Edit: when I read the docs correctly, using where count > 10 like this, actually applies over the whole period, it doesn't apply the filter for each timespan. So if the sum of the event count over all days is > 10, it will include that entry, even if single days are all below 10.

0 Karma

fclsplunk
New Member

Thanks for the reply. I tried it with COUNT instead of COUNT(EventCode) and as you indicated the results were the same.

I'm not sure what you meant by " when I read the docs correctly". Which docs are you referring to , and where do they indicate that the results are the sum is over all days and not per span?

What I had read ( under Basic Examples , in the on line docs for 7.3.0 ) was :

"For each minute, count the eventypes by source_ip, where the count is greater than 10."

This satisfies my need for the count to be by each span , and not over all time specified. The only difference is that I used "span=1d" instead of 1 minute.

Are you suggesting that there is an error in the docs, or did I miss something / am I looking in the wrong place?

0 Karma

FrankVl
Ultra Champion

https://docs.splunk.com/Documentation/Splunk/latest/SearchReference/Timechart#Where_clause_examples

"Example 4: Using the where clause with the count function measures the total number of events over the period. This yields results similar to using the sum function."

0 Karma

fclsplunk
New Member

OK this makes sense to me now.

So all in all, is TIMECHART the wrong approach to what I'm trying to do?

My goal is to chart all users who have tripped a specific alarm , per day, over 30 days and then a second chart that shows the same information, but only for users who have tripped the alarm more than 10 times in a day.

0 Karma

FrankVl
Ultra Champion

I guess so. Although you could still do | timechart span=1d sum(count) as count by user instead of your xyseries. But you'll have to do some steps before to filter against that threshold indeed.

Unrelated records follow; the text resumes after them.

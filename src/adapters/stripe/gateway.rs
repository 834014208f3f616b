//! Stripe payment gateway adapter.
//!
//! Implements the `PaymentGateway` port against the Stripe REST API using
//! form-encoded requests. Calls carry a bounded timeout; a timed-out
//! session creation is surfaced to the caller and never retried here,
//! because a blind retry could mint two gateway sessions for one purchase.
//!
//! # Security
//!
//! The API key is held as a `secrecy::SecretString` and only exposed at the
//! point of use.

use async_trait::async_trait;
use secrecy::{ExposeSecret, SecretString};
use std::time::Duration;

use crate::ports::{CreateSessionRequest, GatewayError, GatewaySession, PaymentGateway};

use super::wire::{WireCheckoutSession, WireErrorEnvelope, WireList};

/// Default bound on a single gateway call.
const DEFAULT_CALL_TIMEOUT_SECS: u64 = 10;

/// Stripe API configuration.
#[derive(Clone)]
pub struct StripeConfig {
    /// Secret API key (sk_live_... or sk_test_...).
    api_key: SecretString,

    /// Base URL for the Stripe API.
    api_base_url: String,

    /// Bound on each outbound call.
    call_timeout: Duration,
}

impl StripeConfig {
    /// Creates a new Stripe configuration.
    pub fn new(api_key: SecretString) -> Self {
        Self {
            api_key,
            api_base_url: "https://api.stripe.com".to_string(),
            call_timeout: Duration::from_secs(DEFAULT_CALL_TIMEOUT_SECS),
        }
    }

    /// Overrides the API base URL (for testing).
    pub fn with_base_url(mut self, url: impl Into<String>) -> Self {
        self.api_base_url = url.into();
        self
    }

    /// Overrides the per-call timeout.
    pub fn with_call_timeout(mut self, timeout: Duration) -> Self {
        self.call_timeout = timeout;
        self
    }
}

/// Stripe implementation of the `PaymentGateway` port.
pub struct StripeGateway {
    config: StripeConfig,
    http_client: reqwest::Client,
}

impl StripeGateway {
    /// Creates a new gateway adapter.
    pub fn new(config: StripeConfig) -> Self {
        let http_client = reqwest::Client::builder()
            .timeout(config.call_timeout)
            .build()
            .unwrap_or_default();
        Self {
            config,
            http_client,
        }
    }

    fn endpoint(&self, path: &str) -> String {
        format!("{}{}", self.config.api_base_url, path)
    }

    fn map_transport_error(e: reqwest::Error) -> GatewayError {
        if e.is_timeout() {
            GatewayError::timeout(e.to_string())
        } else {
            GatewayError::network(e.to_string())
        }
    }

    async fn read_api_error(response: reqwest::Response) -> GatewayError {
        let status = response.status();
        let message = match response.json::<WireErrorEnvelope>().await {
            Ok(envelope) => envelope
                .error
                .message
                .unwrap_or_else(|| format!("HTTP {}", status)),
            Err(_) => format!("HTTP {}", status),
        };
        GatewayError::api(message)
    }
}

#[async_trait]
impl PaymentGateway for StripeGateway {
    async fn create_checkout_session(
        &self,
        request: CreateSessionRequest,
    ) -> Result<GatewaySession, GatewayError> {
        let purchase_id = request.purchase_id.to_string();
        let form: Vec<(&str, String)> = vec![
            ("mode", "payment".to_string()),
            ("line_items[0][price_data][currency]", request.currency),
            (
                "line_items[0][price_data][product_data][name]",
                request.description,
            ),
            (
                "line_items[0][price_data][unit_amount]",
                request.unit_amount_minor.to_string(),
            ),
            ("line_items[0][quantity]", "1".to_string()),
            ("success_url", request.success_url),
            ("cancel_url", request.cancel_url),
            ("metadata[purchase_id]", purchase_id.clone()),
        ];

        let response = self
            .http_client
            .post(self.endpoint("/v1/checkout/sessions"))
            .bearer_auth(self.config.api_key.expose_secret())
            .form(&form)
            .send()
            .await
            .map_err(Self::map_transport_error)?;

        if !response.status().is_success() {
            let err = Self::read_api_error(response).await;
            tracing::warn!(purchase_id = %purchase_id, error = %err, "Checkout session creation rejected");
            return Err(err);
        }

        let wire: WireCheckoutSession = response
            .json()
            .await
            .map_err(|e| GatewayError::invalid_response(e.to_string()))?;

        tracing::info!(
            purchase_id = %purchase_id,
            session_id = %wire.id,
            "Checkout session created"
        );
        Ok(wire.into_session())
    }

    async fn find_session_by_payment_intent(
        &self,
        payment_intent_id: &str,
    ) -> Result<Option<GatewaySession>, GatewayError> {
        let response = self
            .http_client
            .get(self.endpoint("/v1/checkout/sessions"))
            .bearer_auth(self.config.api_key.expose_secret())
            .query(&[("payment_intent", payment_intent_id)])
            .send()
            .await
            .map_err(Self::map_transport_error)?;

        if !response.status().is_success() {
            return Err(Self::read_api_error(response).await);
        }

        let list: WireList<WireCheckoutSession> = response
            .json()
            .await
            .map_err(|e| GatewayError::invalid_response(e.to_string()))?;

        Ok(list.data.into_iter().next().map(WireCheckoutSession::into_session))
    }
}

And that also makes sense if you look at what the output of timechart is. It gets you a _time column and then 1 column for each user (in contrast to a stats count by user, which gets you a count and a user column). What you want to then do is remove individual cells from that result. I guess in theory you could do that by following the timechart with a foreach construct to set any cell below the threshold to 0. But doing a stats first, filter that and then do the charting is probably easier.